Starting to adopt AppStream

Tue Aug 5 11:22:04 PDT 2014

2014-08-05 19:42 GMT+02:00 Aleix Pol <aleixpol at kde.org>:
> On Tue, Aug 5, 2014 at 7:19 PM, Matthias Klumpp <matthias at tenstral.net>
> [...]
>> > First thing, I don't know what to do, appstream-index itself seems to be
>> > broken, I've tried the commands in the documentation [1] and they don't
>> > respond well:
>> Looks like you've got old documentation content - try this link:
>> http://www.freedesktop.org/software/appstream/docs/api/html/re16.html
>> I'll better delete the old page then, to prevent confusion (all pages
>> link the correct manpage though, how did you get this link?)
>
> From a search engine I think, either Google or DuckDuckGo.
Hmm, okay - I deleted refreshed the whole documentation, removing all
old pages, so that should be solved then.
Anyway, "man appstream-index" is what counts ;-)

>> [...]
>
>>
>>
>> > Then I understand that I need to generate the xapian database somehow,
>> > but I
>> > don't see anywhere what command needs to be run.
>> Fedora runs
>> appstream-index --refresh --force
>
> appstream-index refresh
> ^
> That right? --refresh is not supported it says.
Yes - I was thinking
$ appstream-index refresh --force
but my hands wrote the other thing ^^ The above command is correct.

> I think I'm getting an empty database now, though, given that my
> distribution doesn't seem to be supported.
You have to generate the XML for your distribution first and ship it
in an AppStream metadata directory for others to consume.

>> on every package upgrade.
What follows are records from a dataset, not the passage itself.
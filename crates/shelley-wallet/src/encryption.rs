//! Password-based authenticated encryption of wallet secrets.
//!
//! The password is stretched with Argon2id into a 256-bit key, and the
//! secret is sealed with AES-256-GCM under a fresh random salt and nonce
//! for every call. Re-encrypting the same secret with the same password
//! therefore never repeats a nonce.
//!
//! # Encoded form
//! ```text
//! hex( salt (16) || nonce (12) || tag (16) || ciphertext )
//! ```
//!
//! Decryption fails closed: a wrong password, a flipped bit anywhere in
//! the blob, a truncated blob or bad hex all produce the same
//! [`WalletError::Authentication`].

use aes_gcm::aead::{AeadInPlace, KeyInit};
use aes_gcm::{Aes256Gcm, Nonce, Tag};
use argon2::{Algorithm, Argon2, Params, Version};
use chrono::{DateTime, Utc};
use rand::RngCore;
use serde::{Deserialize, Serialize};
use zeroize::Zeroizing;

use crate::error::WalletError;

/// Salt length in bytes.
pub const SALT_LEN: usize = 16;

/// AES-GCM nonce length in bytes.
pub const NONCE_LEN: usize = 12;

/// AES-GCM tag length in bytes.
pub const TAG_LEN: usize = 16;

/// Derived key length in bytes.
const KEY_LEN: usize = 32;

/// Encoded header size (salt + nonce + tag).
const HEADER_LEN: usize = SALT_LEN + NONCE_LEN + TAG_LEN;

/// Largest accepted memory cost in KiB (1 GiB).
pub const MAX_M_COST: u32 = 1024 * 1024;

/// Largest accepted number of passes.
pub const MAX_T_COST: u32 = 16;

/// Largest accepted degree of parallelism.
pub const MAX_P_COST: u32 = 16;

/// Password hashing algorithm recorded with each wallet.
#[derive(Serialize, Deserialize, Clone, Copy, Debug, PartialEq, Eq, Default)]
#[serde(rename_all = "lowercase")]
pub enum KdfAlgorithm {
    #[default]
    Argon2id,
}

/// Argon2id cost parameters.
#[derive(Serialize, Deserialize, Clone, Copy, Debug, PartialEq, Eq)]
pub struct KdfParams {
    #[serde(default)]
    pub algorithm: KdfAlgorithm,
    /// Memory cost in KiB.
    pub m_cost: u32,
    /// Number of passes.
    pub t_cost: u32,
    /// Degree of parallelism.
    pub p_cost: u32,
}

impl KdfParams {
    /// Argon2id with explicit costs.
    pub fn new(m_cost: u32, t_cost: u32, p_cost: u32) -> Self {
        Self {
            algorithm: KdfAlgorithm::Argon2id,
            m_cost,
            t_cost,
            p_cost,
        }
    }

    /// Costs are read back from disk, so they are bounded before Argon2
    /// allocates anything.
    fn argon2(&self) -> Result<Argon2<'static>, WalletError> {
        if self.m_cost > MAX_M_COST || self.t_cost > MAX_T_COST || self.p_cost > MAX_P_COST {
            return Err(WalletError::Encryption(format!(
                "kdf costs m={} t={} p={} exceed the limits m={MAX_M_COST} t={MAX_T_COST} p={MAX_P_COST}",
                self.m_cost, self.t_cost, self.p_cost
            )));
        }
        let params = Params::new(self.m_cost, self.t_cost, self.p_cost, Some(KEY_LEN))
            .map_err(|e| WalletError::Encryption(e.to_string()))?;
        Ok(Argon2::new(Algorithm::Argon2id, Version::V0x13, params))
    }
}

impl Default for KdfParams {
    /// 19 MiB, 2 passes, 1 lane.
    fn default() -> Self {
        Self::new(19 * 1024, 2, 1)
    }
}

/// The durable, encrypted form of a wallet secret.
#[derive(Serialize, Deserialize, Clone, Debug, PartialEq, Eq)]
pub struct WalletRecord {
    /// Hex of `salt || nonce || tag || ciphertext`.
    pub encrypted: String,
    /// When the record was first written.
    pub created_at: DateTime<Utc>,
    /// KDF used for `encrypted`; records without it use the defaults.
    #[serde(default)]
    pub kdf: KdfParams,
}

/// Derive a 256-bit encryption key from a password and salt using Argon2id.
pub fn derive_key(
    password: &[u8],
    salt: &[u8],
    params: &KdfParams,
) -> Result<Zeroizing<[u8; KEY_LEN]>, WalletError> {
    let mut key = Zeroizing::new([0u8; KEY_LEN]);
    params
        .argon2()?
        .hash_password_into(password, salt, key.as_mut())
        .map_err(|e| WalletError::Encryption(e.to_string()))?;
    Ok(key)
}

/// Encrypt `secret` under `password`, producing a new [`WalletRecord`].
pub fn encrypt(
    secret: &[u8],
    password: &str,
    params: &KdfParams,
) -> Result<WalletRecord, WalletError> {
    let mut salt = [0u8; SALT_LEN];
    let mut nonce_bytes = [0u8; NONCE_LEN];
    rand::rngs::OsRng.fill_bytes(&mut salt);
    rand::rngs::OsRng.fill_bytes(&mut nonce_bytes);

    let key = derive_key(password.as_bytes(), &salt, params)?;
    let cipher = Aes256Gcm::new_from_slice(key.as_ref())
        .map_err(|e| WalletError::Encryption(e.to_string()))?;

    let mut buf = secret.to_vec();
    let tag = cipher
        .encrypt_in_place_detached(Nonce::from_slice(&nonce_bytes), b"", &mut buf)
        .map_err(|e| WalletError::Encryption(e.to_string()))?;

    let mut blob = Vec::with_capacity(HEADER_LEN + buf.len());
    blob.extend_from_slice(&salt);
    blob.extend_from_slice(&nonce_bytes);
    blob.extend_from_slice(&tag);
    blob.extend_from_slice(&buf);

    Ok(WalletRecord {
        encrypted: hex::encode(blob),
        created_at: Utc::now(),
        kdf: *params,
    })
}

/// Decrypt a record produced by [`encrypt`].
///
/// Returns [`WalletError::Authentication`] for every failure so callers
/// cannot tell a wrong password from a corrupted record.
pub fn decrypt(record: &WalletRecord, password: &str) -> Result<Zeroizing<Vec<u8>>, WalletError> {
    let blob = hex::decode(&record.encrypted).map_err(|_| WalletError::Authentication)?;
    if blob.len() < HEADER_LEN {
        return Err(WalletError::Authentication);
    }

    let (salt, rest) = blob.split_at(SALT_LEN);
    let (nonce_bytes, rest) = rest.split_at(NONCE_LEN);
    let (tag, ciphertext) = rest.split_at(TAG_LEN);

    let key = derive_key(password.as_bytes(), salt, &record.kdf)
        .map_err(|_| WalletError::Authentication)?;
    let cipher =
        Aes256Gcm::new_from_slice(key.as_ref()).map_err(|_| WalletError::Authentication)?;

    let mut buf = Zeroizing::new(ciphertext.to_vec());
    cipher
        .decrypt_in_place_detached(
            Nonce::from_slice(nonce_bytes),
            b"",
            &mut buf,
            Tag::from_slice(tag),
        )
        .map_err(|_| WalletError::Authentication)?;
    Ok(buf)
}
There is also a PackageKit plugin taking
>> care of an up-to-date cache.
>> But in order to generate the cache, you will need AppStream data which
>> your distribution has to provide/generate.
>> For Debian-based distros, a generator is under construction, Fedora
>> has one (reusable for other (so far RPM-based) distros!), and OpenSUSE
>> has one.
>> The format of the metadata which is provided by distributors is
>> documented at
>> http://www.freedesktop.org/software/appstream/docs/chap-DistroData.html#sect-AppStream-ASXML
>> , together
>> with the locations where it should be placed.
>> If you want some real-world data, you can take the Fedora data
>> (contains a few non-standard fields at time, but is otherwise 100%
>> valid): http://koji.fedoraproject.org/koji/packageinfo?packageID=18639
>> Debian is working on a YAML-based implementation (called DEP-11),
>> which will also be processed by the cache generator very soon.
>> If you need help with generating the data for your distribution, let
>> me know! (Especially if there is documentation missing)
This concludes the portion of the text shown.